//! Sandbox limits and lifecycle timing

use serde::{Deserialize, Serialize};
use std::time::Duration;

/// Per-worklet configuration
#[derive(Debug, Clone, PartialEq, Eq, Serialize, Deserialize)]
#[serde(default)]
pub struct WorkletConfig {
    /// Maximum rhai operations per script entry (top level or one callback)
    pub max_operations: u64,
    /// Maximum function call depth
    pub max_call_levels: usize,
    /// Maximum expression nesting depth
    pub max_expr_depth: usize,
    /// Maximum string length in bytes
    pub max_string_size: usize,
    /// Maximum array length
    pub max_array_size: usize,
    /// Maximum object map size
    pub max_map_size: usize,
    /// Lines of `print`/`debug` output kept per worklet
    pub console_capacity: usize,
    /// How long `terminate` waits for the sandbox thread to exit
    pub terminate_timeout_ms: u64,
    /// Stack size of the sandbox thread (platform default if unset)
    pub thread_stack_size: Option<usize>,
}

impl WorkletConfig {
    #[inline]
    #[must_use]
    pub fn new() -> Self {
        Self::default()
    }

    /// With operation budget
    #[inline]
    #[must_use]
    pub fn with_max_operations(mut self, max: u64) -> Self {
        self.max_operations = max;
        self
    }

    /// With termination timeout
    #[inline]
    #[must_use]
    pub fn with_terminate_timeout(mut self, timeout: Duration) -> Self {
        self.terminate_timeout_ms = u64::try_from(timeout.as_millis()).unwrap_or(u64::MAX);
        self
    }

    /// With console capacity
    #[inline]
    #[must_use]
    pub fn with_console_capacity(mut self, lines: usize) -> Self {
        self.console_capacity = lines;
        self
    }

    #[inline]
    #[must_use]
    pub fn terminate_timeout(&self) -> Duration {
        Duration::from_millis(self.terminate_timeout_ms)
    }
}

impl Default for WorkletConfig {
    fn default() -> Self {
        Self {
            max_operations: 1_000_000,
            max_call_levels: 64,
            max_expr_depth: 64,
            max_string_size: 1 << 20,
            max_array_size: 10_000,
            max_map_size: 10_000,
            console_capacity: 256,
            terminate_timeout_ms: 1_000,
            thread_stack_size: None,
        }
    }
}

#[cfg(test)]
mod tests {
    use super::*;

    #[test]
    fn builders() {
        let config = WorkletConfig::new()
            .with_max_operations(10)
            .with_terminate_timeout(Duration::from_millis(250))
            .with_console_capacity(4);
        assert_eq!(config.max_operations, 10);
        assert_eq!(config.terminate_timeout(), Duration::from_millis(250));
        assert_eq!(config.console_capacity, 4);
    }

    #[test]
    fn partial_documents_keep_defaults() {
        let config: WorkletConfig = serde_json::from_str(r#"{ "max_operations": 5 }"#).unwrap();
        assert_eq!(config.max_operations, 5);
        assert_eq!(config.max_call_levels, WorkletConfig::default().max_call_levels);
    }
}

━━━━

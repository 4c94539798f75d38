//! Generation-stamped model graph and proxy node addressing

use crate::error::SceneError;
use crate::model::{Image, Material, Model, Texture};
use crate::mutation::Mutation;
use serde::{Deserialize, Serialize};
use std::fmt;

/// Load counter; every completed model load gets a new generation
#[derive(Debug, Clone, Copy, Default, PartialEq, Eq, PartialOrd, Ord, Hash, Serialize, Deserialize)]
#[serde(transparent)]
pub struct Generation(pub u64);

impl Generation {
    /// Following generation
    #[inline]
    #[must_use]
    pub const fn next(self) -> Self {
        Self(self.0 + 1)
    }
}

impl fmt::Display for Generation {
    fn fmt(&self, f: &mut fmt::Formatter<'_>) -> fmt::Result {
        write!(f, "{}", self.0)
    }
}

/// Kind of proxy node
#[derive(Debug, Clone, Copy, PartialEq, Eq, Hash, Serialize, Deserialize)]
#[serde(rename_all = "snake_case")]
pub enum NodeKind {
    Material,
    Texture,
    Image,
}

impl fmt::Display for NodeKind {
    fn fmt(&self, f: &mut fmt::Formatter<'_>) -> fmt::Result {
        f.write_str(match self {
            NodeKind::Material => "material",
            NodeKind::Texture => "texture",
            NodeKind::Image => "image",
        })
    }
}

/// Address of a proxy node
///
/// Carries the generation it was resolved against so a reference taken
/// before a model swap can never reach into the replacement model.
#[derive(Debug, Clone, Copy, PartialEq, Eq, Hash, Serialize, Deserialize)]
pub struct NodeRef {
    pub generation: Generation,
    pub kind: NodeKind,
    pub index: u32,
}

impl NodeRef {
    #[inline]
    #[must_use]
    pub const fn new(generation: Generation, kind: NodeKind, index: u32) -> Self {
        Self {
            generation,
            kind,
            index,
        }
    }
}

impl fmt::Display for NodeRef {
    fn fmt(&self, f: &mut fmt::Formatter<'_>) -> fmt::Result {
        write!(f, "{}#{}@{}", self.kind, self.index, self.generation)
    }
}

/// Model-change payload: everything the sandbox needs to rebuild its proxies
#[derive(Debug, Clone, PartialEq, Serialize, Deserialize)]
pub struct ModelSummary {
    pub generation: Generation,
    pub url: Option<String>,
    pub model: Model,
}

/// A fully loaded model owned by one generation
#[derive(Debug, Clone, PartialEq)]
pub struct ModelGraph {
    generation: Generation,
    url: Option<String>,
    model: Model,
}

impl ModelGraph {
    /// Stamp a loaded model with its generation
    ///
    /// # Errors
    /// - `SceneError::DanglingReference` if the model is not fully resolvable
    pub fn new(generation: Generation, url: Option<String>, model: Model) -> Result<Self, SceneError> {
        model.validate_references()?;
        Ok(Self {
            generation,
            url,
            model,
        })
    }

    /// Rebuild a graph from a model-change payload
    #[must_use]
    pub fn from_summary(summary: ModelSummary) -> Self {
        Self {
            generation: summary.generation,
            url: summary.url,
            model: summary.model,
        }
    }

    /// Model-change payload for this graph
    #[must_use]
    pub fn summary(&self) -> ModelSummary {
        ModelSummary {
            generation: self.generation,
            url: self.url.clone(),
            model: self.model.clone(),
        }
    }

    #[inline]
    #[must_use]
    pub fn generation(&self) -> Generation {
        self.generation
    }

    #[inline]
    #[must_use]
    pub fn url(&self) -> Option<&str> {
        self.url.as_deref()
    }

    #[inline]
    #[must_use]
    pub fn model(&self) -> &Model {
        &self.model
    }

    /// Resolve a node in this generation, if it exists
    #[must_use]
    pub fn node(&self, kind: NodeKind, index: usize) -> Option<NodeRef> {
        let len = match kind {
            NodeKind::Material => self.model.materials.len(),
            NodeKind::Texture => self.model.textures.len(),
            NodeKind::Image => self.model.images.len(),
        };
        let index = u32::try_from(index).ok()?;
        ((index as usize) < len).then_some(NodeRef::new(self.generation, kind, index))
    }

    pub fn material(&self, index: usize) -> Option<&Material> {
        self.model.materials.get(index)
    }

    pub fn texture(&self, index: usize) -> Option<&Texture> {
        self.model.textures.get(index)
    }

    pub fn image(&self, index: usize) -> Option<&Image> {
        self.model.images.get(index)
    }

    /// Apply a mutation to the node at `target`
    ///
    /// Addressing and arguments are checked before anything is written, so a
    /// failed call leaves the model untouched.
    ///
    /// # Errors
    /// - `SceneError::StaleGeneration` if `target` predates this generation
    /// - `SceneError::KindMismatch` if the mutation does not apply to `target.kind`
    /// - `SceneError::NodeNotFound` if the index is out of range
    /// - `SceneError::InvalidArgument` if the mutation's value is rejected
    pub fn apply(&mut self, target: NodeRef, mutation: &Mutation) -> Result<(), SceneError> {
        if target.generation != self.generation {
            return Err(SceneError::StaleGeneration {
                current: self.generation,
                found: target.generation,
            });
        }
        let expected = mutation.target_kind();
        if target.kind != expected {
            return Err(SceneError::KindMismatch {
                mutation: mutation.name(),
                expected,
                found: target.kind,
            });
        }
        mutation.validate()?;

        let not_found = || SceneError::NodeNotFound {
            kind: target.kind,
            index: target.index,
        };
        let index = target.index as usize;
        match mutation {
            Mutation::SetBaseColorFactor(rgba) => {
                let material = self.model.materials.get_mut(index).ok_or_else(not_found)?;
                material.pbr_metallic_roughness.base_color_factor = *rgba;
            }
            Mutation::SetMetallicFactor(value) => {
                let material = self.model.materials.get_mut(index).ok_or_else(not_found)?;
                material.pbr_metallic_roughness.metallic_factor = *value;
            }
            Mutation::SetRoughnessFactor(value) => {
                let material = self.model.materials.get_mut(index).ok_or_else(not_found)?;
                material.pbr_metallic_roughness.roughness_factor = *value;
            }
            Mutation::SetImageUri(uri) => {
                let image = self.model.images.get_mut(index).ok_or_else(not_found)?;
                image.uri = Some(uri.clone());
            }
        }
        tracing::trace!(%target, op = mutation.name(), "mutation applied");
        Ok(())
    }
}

━━━━

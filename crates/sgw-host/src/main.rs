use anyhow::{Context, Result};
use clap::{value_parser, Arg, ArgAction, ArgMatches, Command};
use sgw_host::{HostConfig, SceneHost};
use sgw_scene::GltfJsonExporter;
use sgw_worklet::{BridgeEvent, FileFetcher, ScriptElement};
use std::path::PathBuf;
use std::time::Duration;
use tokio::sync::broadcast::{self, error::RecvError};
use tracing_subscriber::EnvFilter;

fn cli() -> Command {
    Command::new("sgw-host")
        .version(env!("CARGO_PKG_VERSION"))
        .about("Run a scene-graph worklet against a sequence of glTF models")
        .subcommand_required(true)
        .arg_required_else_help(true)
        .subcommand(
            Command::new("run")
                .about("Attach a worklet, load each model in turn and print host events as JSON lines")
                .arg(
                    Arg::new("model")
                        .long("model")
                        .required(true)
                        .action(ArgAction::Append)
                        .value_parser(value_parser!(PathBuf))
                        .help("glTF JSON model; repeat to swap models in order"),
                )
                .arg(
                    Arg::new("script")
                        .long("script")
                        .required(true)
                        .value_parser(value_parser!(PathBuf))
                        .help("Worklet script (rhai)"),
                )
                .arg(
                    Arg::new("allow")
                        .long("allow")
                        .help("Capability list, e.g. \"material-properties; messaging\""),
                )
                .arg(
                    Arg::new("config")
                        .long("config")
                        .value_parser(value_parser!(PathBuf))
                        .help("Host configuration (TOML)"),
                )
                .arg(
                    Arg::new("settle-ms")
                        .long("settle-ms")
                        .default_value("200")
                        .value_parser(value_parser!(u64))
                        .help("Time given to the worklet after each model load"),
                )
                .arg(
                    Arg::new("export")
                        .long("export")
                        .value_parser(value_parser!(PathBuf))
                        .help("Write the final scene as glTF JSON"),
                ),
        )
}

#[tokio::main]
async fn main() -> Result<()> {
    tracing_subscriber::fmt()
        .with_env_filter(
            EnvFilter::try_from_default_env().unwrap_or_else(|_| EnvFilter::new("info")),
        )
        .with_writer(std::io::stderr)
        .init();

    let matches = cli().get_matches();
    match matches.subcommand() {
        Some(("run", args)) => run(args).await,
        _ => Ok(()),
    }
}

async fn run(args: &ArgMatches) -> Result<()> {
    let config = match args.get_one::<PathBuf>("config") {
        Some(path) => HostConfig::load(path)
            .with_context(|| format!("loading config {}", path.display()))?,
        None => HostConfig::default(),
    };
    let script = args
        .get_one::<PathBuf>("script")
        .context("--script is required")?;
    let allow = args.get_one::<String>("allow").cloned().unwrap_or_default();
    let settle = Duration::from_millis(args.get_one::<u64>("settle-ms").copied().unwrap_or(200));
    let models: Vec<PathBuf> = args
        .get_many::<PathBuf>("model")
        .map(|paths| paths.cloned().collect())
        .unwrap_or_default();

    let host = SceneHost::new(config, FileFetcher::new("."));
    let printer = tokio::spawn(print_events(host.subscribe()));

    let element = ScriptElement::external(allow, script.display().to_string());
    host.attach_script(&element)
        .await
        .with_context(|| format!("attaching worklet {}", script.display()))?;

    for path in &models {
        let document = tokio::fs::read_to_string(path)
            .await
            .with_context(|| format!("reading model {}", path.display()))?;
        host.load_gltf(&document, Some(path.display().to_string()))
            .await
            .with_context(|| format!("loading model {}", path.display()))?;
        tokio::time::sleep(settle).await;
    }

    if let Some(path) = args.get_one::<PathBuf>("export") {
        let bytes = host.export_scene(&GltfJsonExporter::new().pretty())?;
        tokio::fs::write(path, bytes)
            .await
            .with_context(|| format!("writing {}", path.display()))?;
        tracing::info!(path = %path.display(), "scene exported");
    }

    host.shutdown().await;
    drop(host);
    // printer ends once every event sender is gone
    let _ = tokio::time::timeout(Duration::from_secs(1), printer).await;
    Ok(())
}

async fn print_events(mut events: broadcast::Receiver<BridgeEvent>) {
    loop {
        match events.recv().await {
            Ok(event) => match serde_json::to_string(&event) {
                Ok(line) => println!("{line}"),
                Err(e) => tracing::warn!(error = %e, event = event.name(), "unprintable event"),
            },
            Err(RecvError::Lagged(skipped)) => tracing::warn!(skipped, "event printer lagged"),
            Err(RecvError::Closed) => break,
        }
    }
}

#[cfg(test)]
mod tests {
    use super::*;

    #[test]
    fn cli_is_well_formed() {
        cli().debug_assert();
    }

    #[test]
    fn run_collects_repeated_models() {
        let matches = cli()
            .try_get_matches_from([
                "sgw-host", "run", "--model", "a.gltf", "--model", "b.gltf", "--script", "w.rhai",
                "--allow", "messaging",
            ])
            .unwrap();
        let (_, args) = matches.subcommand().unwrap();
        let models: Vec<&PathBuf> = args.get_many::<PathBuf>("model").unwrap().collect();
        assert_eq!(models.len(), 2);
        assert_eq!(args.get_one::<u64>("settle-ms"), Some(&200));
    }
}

━━━━

--- Assignment ---
In the entries above, the lines between the one holding "let index = target.index as usize;" and the one holding "image = self.model.images.get_mut(index).ok_or_else(not_found)?;", inclusive, are to be printed exactly as written, and those alone.

--- Output for this task ---
        let index = target.index as usize;
        match mutation {
            Mutation::SetBaseColorFactor(rgba) => {
                let material = self.model.materials.get_mut(index).ok_or_else(not_found)?;
                material.pbr_metallic_roughness.base_color_factor = *rgba;
            }
            Mutation::SetMetallicFactor(value) => {
                let material = self.model.materials.get_mut(index).ok_or_else(not_found)?;
                material.pbr_metallic_roughness.metallic_factor = *value;
            }
            Mutation::SetRoughnessFactor(value) => {
                let material = self.model.materials.get_mut(index).ok_or_else(not_found)?;
                material.pbr_metallic_roughness.roughness_factor = *value;
            }
            Mutation::SetImageUri(uri) => {
                let image = self.model.images.get_mut(index).ok_or_else(not_found)?;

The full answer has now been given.